I've just started playing with parachute in Github codespaces (which is based on Ubuntu), and it seemed to run fine. However, now I'm trying to run the same code on my Windows machine, and am getting this error when using GNU CLisp:

         PRINC: Character #\uFF1F cannot be represented in the character set CHARSET:CP437

  0.003
*** - PRINC: Character #\u2718 cannot be represented in the character set CHARSET:CP437

These are the ? and ✘ characters. This seems like a stupid limitation of Windows terminals (and it affected both PowerShell and the Git bash), but is also a silly reason for the code to crash. If only I could map these characters to regular ? and X. I think the checkmark also has a problem. In any case, I've figured out this work-around:

(setf custom:*terminal-encoding*
      (ext:make-encoding :charset charset:utf-8
                         :line-terminator :dos))

However, this replaces the characters with these symbols: ? and ✔

Here is what is looks like in context with one of your example tests:

Break 1 PARACHUTE[5]> (test `numbers)
        ? PARACHUTE::NUMBERS
  0.002 Γ£ö   (of-type integer 5)
  0.000 Γ£ö   (true (numberp 2/3))
  0.000 Γ£ö   (false (numberp :keyword))
  0.001 Γ£ö   (is-values (values 0 "1") (= 0) (equal "1"))
  0.023 Γ£ö PARACHUTE::NUMBERS

;; Summary:
Passed:     4
Failed:     0
Skipped:    0
#<PLAIN 5, PASSED results>

It seems like simply not using these characters would solve the issue, but in the meantime, any idea on a better solution for how to display this nicely?

Shinmera commented 2 years ago

Have you tried changing the code page of the terminals?

Shinmera commented 2 years ago

To be clear I don't know what else to do about this because there's no way for me to determine under which output terminal settings (if any at all) the program is running. Such things are not part of the standard.

schrum2 commented 2 years ago

So, I finally got a chance to try this on a completely different machine at my university computer lab, and I got the exact same error. I don't think I or the university computer are using any unusual settings. I think this is just a problem with getting parachute to work on Windows ... Windows 10 specifically, though the problem might affect other versions.

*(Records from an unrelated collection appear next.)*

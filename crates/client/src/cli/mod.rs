//! CLI command definitions.

pub mod health;
pub mod items;

use clap::{Parser, Subcommand, ValueEnum};

/// CLI client for the locale management API.
#[derive(Debug, Parser)]
#[command(name = "localemgmt-client")]
#[command(about = "CLI client for the locale management API", long_about = None)]
pub struct Cli {
    /// Server base URL.
    #[arg(long, env = "LOCALEMGMT_URL", default_value = "http://localhost:3000")]
    pub base_url: String,

    /// Session ID from a browser login, sent as a bearer token.
    #[arg(long, env = "LOCALEMGMT_SESSION", hide_env_values = true)]
    pub session: Option<String>,

    /// Output format.
    #[arg(long, default_value = "pretty")]
    pub format: OutputFormat,

    /// Suppress non-essential output.
    #[arg(long)]
    pub quiet: bool,

    #[command(subcommand)]
    pub command: Commands,
}

/// Output format options.
#[derive(Debug, Clone, Copy, Default, ValueEnum)]
pub enum OutputFormat {
    /// Raw JSON output.
    Json,
    /// Human-readable output.
    #[default]
    Pretty,
}

/// Available commands.
#[derive(Debug, Subcommand)]
pub enum Commands {
    /// Locale item management.
    Items(items::ItemsCommand),
    /// Languages in use.
    Langs,
    /// Bundles in use.
    Bundles,
    /// Server version and current user.
    Version,
    /// Server health checks.
    Health(health::HealthCommand),
}
//! In-memory session storage.

use std::collections::HashMap;
use std::sync::Arc;

use async_trait::async_trait;
use chrono::Utc;
use tokio::sync::RwLock;

use localemgmt_core::auth::{
    is_auth_flow_expired, is_session_expired, AuthFlowState, Result, Session, SessionId,
    SessionRepository,
};

/// In-memory session store, the default when no session database is configured.
///
/// Sessions and login flows live in `Arc<RwLock<HashMap>>` and are lost when
/// the process stops. Clones share the same maps. Expired sessions are evicted
/// whenever a session is created, and stale login flows whenever a flow is
/// stored.
#[derive(Debug, Clone, Default)]
pub struct InMemorySessionStore {
    sessions: Arc<RwLock<HashMap<String, Session>>>,
    auth_flows: Arc<RwLock<HashMap<String, AuthFlowState>>>,
}

impl InMemorySessionStore {
    pub fn new() -> Self {
        Self::default()
    }
}

#[async_trait]
impl SessionRepository for InMemorySessionStore {
    async fn create_session(&self, session: &Session) -> Result<()> {
        let now = Utc::now();
        let mut sessions = self.sessions.write().await;
        sessions.retain(|_, s| !is_session_expired(s, now));
        sessions.insert(session.id.as_str().to_string(), session.clone());
        Ok(())
    }

    async fn get_session(&self, id: &SessionId) -> Result<Option<Session>> {
        let sessions = self.sessions.read().await;
        Ok(sessions.get(id.as_str()).cloned())
    }

    async fn delete_session(&self, id: &SessionId) -> Result<()> {
        self.sessions.write().await.remove(id.as_str());
        Ok(())
    }

    async fn store_auth_flow(&self, state: &str, flow: &AuthFlowState) -> Result<()> {
        let now = Utc::now();
        let mut flows = self.auth_flows.write().await;
        flows.retain(|_, f| !is_auth_flow_expired(f, now));
        flows.insert(state.to_string(), flow.clone());
        Ok(())
    }

    async fn take_auth_flow(&self, state: &str) -> Result<Option<AuthFlowState>> {
        Ok(self.auth_flows.write().await.remove(state))
    }
}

I guess it seems weird that I might be the only person experiencing problems under Windows, though I do honestly wonder how many other Lisp programmers are doing unit testing on Windows. Then again, Lisp has so many different testing frameworks out there, perhaps a lot of people just switch to a different unit testing framework when they encounter this error.

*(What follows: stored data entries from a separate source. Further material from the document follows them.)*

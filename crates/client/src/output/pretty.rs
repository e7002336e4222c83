//! Pretty output formatting.

use localemgmt_core::locale::{LocaleItem, UpsertReport};

use crate::client::{health::Readiness, meta::VersionInfo};

/// Format an item for display.
pub fn format_item(item: &LocaleItem) -> String {
    let id = item
        .id
        .map(|id| id.to_string())
        .unwrap_or_else(|| "-".to_string());
    format!(
        "{}.{} [{}]\n  ID: {}\n  Content: {}",
        item.bundle, item.key, item.lang, id, item.content
    )
}

/// Format items for display.
pub fn format_items(items: &[LocaleItem]) -> String {
    if items.is_empty() {
        return "No items found.".to_string();
    }
    let mut output = format!("ITEMS ({})\n", items.len());
    output.push_str(&"-".repeat(40));
    for item in items {
        output.push_str(&format!("\n{}", format_item(item)));
        output.push('\n');
    }
    output
}

/// Format a bulk upsert report.
pub fn format_report(report: &UpsertReport) -> String {
    let mut output = format!("Written: {}", report.written);
    if !report.skipped.is_empty() {
        let positions: Vec<String> = report.skipped.iter().map(|p| p.to_string()).collect();
        output.push_str(&format!(
            "\nSkipped (missing key, bundle or lang): {}",
            positions.join(", ")
        ));
    }
    output
}

/// Format a list of names under a heading.
pub fn format_names(title: &str, names: &[String]) -> String {
    if names.is_empty() {
        return format!("No {} found.", title.to_lowercase());
    }
    let mut output = format!("{} ({})\n", title, names.len());
    output.push_str(&"-".repeat(40));
    for name in names {
        output.push_str(&format!("\n  {}", name));
    }
    output
}

pub fn format_version(info: &VersionInfo) -> String {
    let user = match &info.user {
        Some(profile) => match &profile.name {
            Some(name) => format!("{} ({})", name, profile.subject),
            None => profile.subject.clone(),
        },
        None => "not logged in".to_string(),
    };
    format!("Version: {}\nUser: {}", info.version, user)
}

pub fn format_readiness(readiness: &Readiness) -> String {
    match (&readiness.ready, &readiness.error) {
        (true, _) => "Ready".to_string(),
        (false, Some(error)) => format!("Not ready: {}", error),
        (false, None) => "Not ready".to_string(),
    }
}
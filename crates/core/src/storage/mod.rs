mod error;
mod http_mapping;
mod traits;

pub use error::{NotFoundReason, RepositoryError, Result};
pub use http_mapping::repository_error_to_status_code;
pub use traits::LocaleRepository;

"Have you tried changing the code page of the terminals?" I'm not sure how to do this, but it sounds like it would involve changing some sort of configuration on my system, and (in light of the test above) seemingly every system that I run this code on.

I suppose that using GNU CLisp specifically on Windows could also be the source of the problem, and maybe you can't make sure parachute works with all possible combinations of OS and Lisp version. However, it seems like a simple fix would just be to use different characters, at least in the case where an error like this is detected.

In any case, my use of charset:utf-8 is a sufficient work-around for my purposes, despite the fact that it results in funky character output.

Shinmera commented 1 year ago

You can either remove the ASDF-UNICODE feature prior to compiling Parachute, or redefine the new STATUS-CHARACTER function to suit your needs.